Just get in the water Sandra and follow it to Macetown.

However confident I was in river crossing this river track was not reconciling in my head. I pressed on on mid calf going with the water flow track.

Above I saw NOBO walkers on a track above and waved out. Should I be up there?

And then I heard ‘Sandra’ from behind. It was Nick! So relieved but how did that happen?

All on course and in good spirits we pressed on to wade in and out of Arrow River together.

It was all shades of green and clear water. The flow was walking speed, ankle to knee deep. The green was the colour of the rock, greenstone? I don’t know but it was beautiful.

Some of the gorges were challenging and I did have a bum dip on and off.

I enjoyed this Arrow River walk more so with company. Nick has a good eye for direction. Ginny a good eye for rock hopping. Love these two track buddies!

Finally after a couple of hours we were out of the river. Macetown was easy to miss the campsite yet we three were headed to Arrowtown tonight. We headed down an exploratory path to an old building to find Bec and Max finishing their lunch so we joined them. First break of the day! Just magnificent tramp today.

The 4WD track met with vehicles coming up as well as beautiful waterfalls. This was the river option, the other was sidling the river with good views. Big Hill Track sort of helped our decision in choosing the river

It was a long hot dry walk from here to Arrowtown over the 4WD track.

The old town of Macetown is being restored and has a good history I hope it can be rescued. At the momen tot it is still mostly derilect.
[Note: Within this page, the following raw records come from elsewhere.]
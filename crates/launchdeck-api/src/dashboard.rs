//! Dashboard aggregates: headline figures, chart series, the next launch
//! and the most recent completed ones, all computed from the local store.

use std::sync::Arc;

use axum::{Json, extract::State};
use chrono::{DateTime, Utc};
use launchdeck_core::{
  query::{LaunchGrouping, LaunchStats, NameCount},
  store::RecordStore,
};
use serde::Serialize;

use crate::{error::ApiError, launches::LaunchView};

pub const RECENT_LAUNCHES: usize = 10;
pub const TOP_GROUPS: usize = 10;

// ─── Shapes ──────────────────────────────────────────────────────────────────

#[derive(Debug, Clone, Serialize)]
pub struct Dashboard {
  pub kpis:            Kpis,
  pub charts:          Charts,
  pub next_launch:     Option<LaunchView>,
  pub recent_launches: Vec<LaunchView>,
}

#[derive(Debug, Clone, Serialize)]
pub struct Kpis {
  pub total_launches:    u64,
  pub success_rate:      f64,
  pub upcoming_launches: u64,
  pub next_launch:       Option<NextLaunch>,
}

/// Headline summary of the next launch.
#[derive(Debug, Clone, Serialize)]
pub struct NextLaunch {
  pub id:         String,
  pub name:       String,
  pub date_utc:   Option<DateTime<Utc>>,
  pub days_until: Option<i64>,
  pub rocket:     Option<String>,
  pub launchpad:  Option<String>,
}

impl From<&LaunchView> for NextLaunch {
  fn from(view: &LaunchView) -> Self {
    let l = &view.launch.record;
    Self {
      id:         l.external_id.clone(),
      name:       l.name.clone(),
      date_utc:   l.date_utc,
      days_until: view.days_until_launch,
      rocket:     l.rocket.name.clone(),
      launchpad:  l.launchpad.name.clone(),
    }
  }
}

#[derive(Debug, Clone, Default, Serialize)]
pub struct Charts {
  pub launches_by_year:      YearlyOutcomes,
  pub success_rate_by_year:  Series<i32, f64>,
  pub launches_by_rocket:    Series<String, u64>,
  pub launches_by_launchpad: Series<String, u64>,
}

/// Successful and failed launch counts per year, aligned with `labels`.
#[derive(Debug, Clone, Default, Serialize)]
pub struct YearlyOutcomes {
  pub labels:     Vec<i32>,
  pub successful: Vec<u64>,
  pub failed:     Vec<u64>,
}

#[derive(Debug, Clone, Serialize)]
pub struct Series<L, V> {
  pub labels: Vec<L>,
  pub data:   Vec<V>,
}

impl<L, V> Default for Series<L, V> {
  fn default() -> Self { Self { labels: Vec::new(), data: Vec::new() } }
}

impl From<Vec<NameCount>> for Series<String, u64> {
  fn from(counts: Vec<NameCount>) -> Self {
    let (labels, data) = counts.into_iter().map(|c| (c.name, c.count)).unzip();
    Self { labels, data }
  }
}

// ─── Assembly ────────────────────────────────────────────────────────────────

async fn next_launch<S: RecordStore>(
  store: &S,
  now: DateTime<Utc>,
) -> Result<Option<LaunchView>, S::Error> {
  Ok(store.next_launch(now).await?.map(|l| LaunchView::new(l, now)))
}

fn kpis_from(stats: LaunchStats, next: Option<&LaunchView>) -> Kpis {
  Kpis {
    total_launches:    stats.total_launches,
    success_rate:      stats.success_rate,
    upcoming_launches: stats.upcoming_launches,
    next_launch:       next.map(NextLaunch::from),
  }
}

pub async fn kpis<S: RecordStore>(store: &S, now: DateTime<Utc>) -> Result<Kpis, S::Error> {
  let stats = store.launch_stats(now).await?;
  let next = next_launch(store, now).await?;
  Ok(kpis_from(stats, next.as_ref()))
}

pub async fn charts<S: RecordStore>(store: &S) -> Result<Charts, S::Error> {
  let by_year = store.launches_by_year().await?;

  let mut charts = Charts {
    launches_by_rocket: store.launch_counts_by(LaunchGrouping::Rocket, TOP_GROUPS).await?.into(),
    launches_by_launchpad: store
      .launch_counts_by(LaunchGrouping::Launchpad, TOP_GROUPS)
      .await?
      .into(),
    ..Charts::default()
  };
  for year in by_year {
    charts.launches_by_year.labels.push(year.year);
    charts.launches_by_year.successful.push(year.successful);
    charts.launches_by_year.failed.push(year.failed);
    charts.success_rate_by_year.labels.push(year.year);
    charts.success_rate_by_year.data.push(year.success_rate);
  }
  Ok(charts)
}

pub async fn dashboard<S: RecordStore>(store: &S, now: DateTime<Utc>) -> Result<Dashboard, S::Error> {
  let stats = store.launch_stats(now).await?;
  let next = next_launch(store, now).await?;
  let recent = store.recent_launches(RECENT_LAUNCHES).await?;

  Ok(Dashboard {
    kpis:            kpis_from(stats, next.as_ref()),
    charts:          charts(store).await?,
    next_launch:     next,
    recent_launches: recent.into_iter().map(|l| LaunchView::new(l, now)).collect(),
  })
}

// ─── Handlers ────────────────────────────────────────────────────────────────

/// `GET /dashboard`
pub async fn index<S: RecordStore>(
  State(store): State<Arc<S>>,
) -> Result<Json<Dashboard>, ApiError> {
  Ok(Json(dashboard(store.as_ref(), Utc::now()).await.map_err(ApiError::store)?))
}

/// `GET /dashboard/kpis`
pub async fn kpis_handler<S: RecordStore>(
  State(store): State<Arc<S>>,
) -> Result<Json<Kpis>, ApiError> {
  Ok(Json(kpis(store.as_ref(), Utc::now()).await.map_err(ApiError::store)?))
}

/// `GET /dashboard/charts`
pub async fn charts_handler<S: RecordStore>(
  State(store): State<Arc<S>>,
) -> Result<Json<Charts>, ApiError> {
  Ok(Json(charts(store.as_ref()).await.map_err(ApiError::store)?))
}
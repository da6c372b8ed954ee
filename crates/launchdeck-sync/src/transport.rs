//! The raw HTTP seam under [`UpstreamClient`](crate::UpstreamClient).
//!
//! [`HttpTransport`] is the reqwest-backed implementation. Tests substitute
//! their own.

use std::{future::Future, time::Duration};

use tracing::debug;

use crate::error::{Error, Result};

/// One GET against the upstream.
#[derive(Debug, Clone, PartialEq, Eq)]
pub struct Request {
  /// Absolute path, e.g. `/v4/rockets`.
  pub path:    String,
  pub query:   Vec<(String, String)>,
  pub timeout: Duration,
}

/// Status and body of an upstream answer, not yet interpreted.
#[derive(Debug, Clone, PartialEq, Eq)]
pub struct RawResponse {
  pub status: u16,
  pub body:   String,
}

impl RawResponse {
  pub fn is_success(&self) -> bool { (200..300).contains(&self.status) }
}

pub trait Transport: Send + Sync {
  /// Perform the request. Fails with [`Error::UpstreamUnavailable`] only
  /// when no response was received; any status code is a success here.
  fn get<'a>(&'a self, request: &'a Request)
  -> impl Future<Output = Result<RawResponse>> + Send + 'a;
}

// ─── reqwest ─────────────────────────────────────────────────────────────────

#[derive(Debug, Clone)]
pub struct HttpTransport {
  client:   reqwest::Client,
  base_url: String,
}

impl HttpTransport {
  pub fn new(base_url: impl Into<String>) -> Result<Self> {
    let client = reqwest::Client::builder()
      .user_agent(concat!("launchdeck/", env!("CARGO_PKG_VERSION")))
      .build()
      .map_err(|e| Error::UpstreamUnavailable(format!("building HTTP client: {e}")))?;
    let base_url = base_url.into().trim_end_matches('/').to_owned();
    Ok(Self { client, base_url })
  }
}

impl Transport for HttpTransport {
  async fn get(&self, request: &Request) -> Result<RawResponse> {
    let url = format!("{}{}", self.base_url, request.path);
    debug!(%url, timeout_secs = request.timeout.as_secs(), "GET");

    let resp = self
      .client
      .get(&url)
      .query(&request.query)
      .timeout(request.timeout)
      .send()
      .await
      .map_err(|e| Error::UpstreamUnavailable(format!("GET {url}: {e}")))?;

    let status = resp.status().as_u16();
    let body = resp
      .text()
      .await
      .map_err(|e| Error::UpstreamUnavailable(format!("reading body of {url}: {e}")))?;

    Ok(RawResponse { status, body })
  }
}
It was a long walk for me but we caught up with Bec and Max as they were eating multitudes of berries on the road side. Max kept me company until we hit a bridge, all crossed it and walked to a site. Internet access!!

I chose to walk on to the holiday park a further 3km, Nick +Ginny, Max + Bec decided to camp on the river for the night. We agreed to catch up in the morning for a coffee.

I hoofed it up to a chemist to buy a mask in old Arrowtown. Phoned the Holiday Park and they close in a few minutes. Oh gee up the hill to secure a bunk room bed another 3km.

What an amazing day! Every day is the best at the moment. For me though a rest day tomorrow. Happy As!!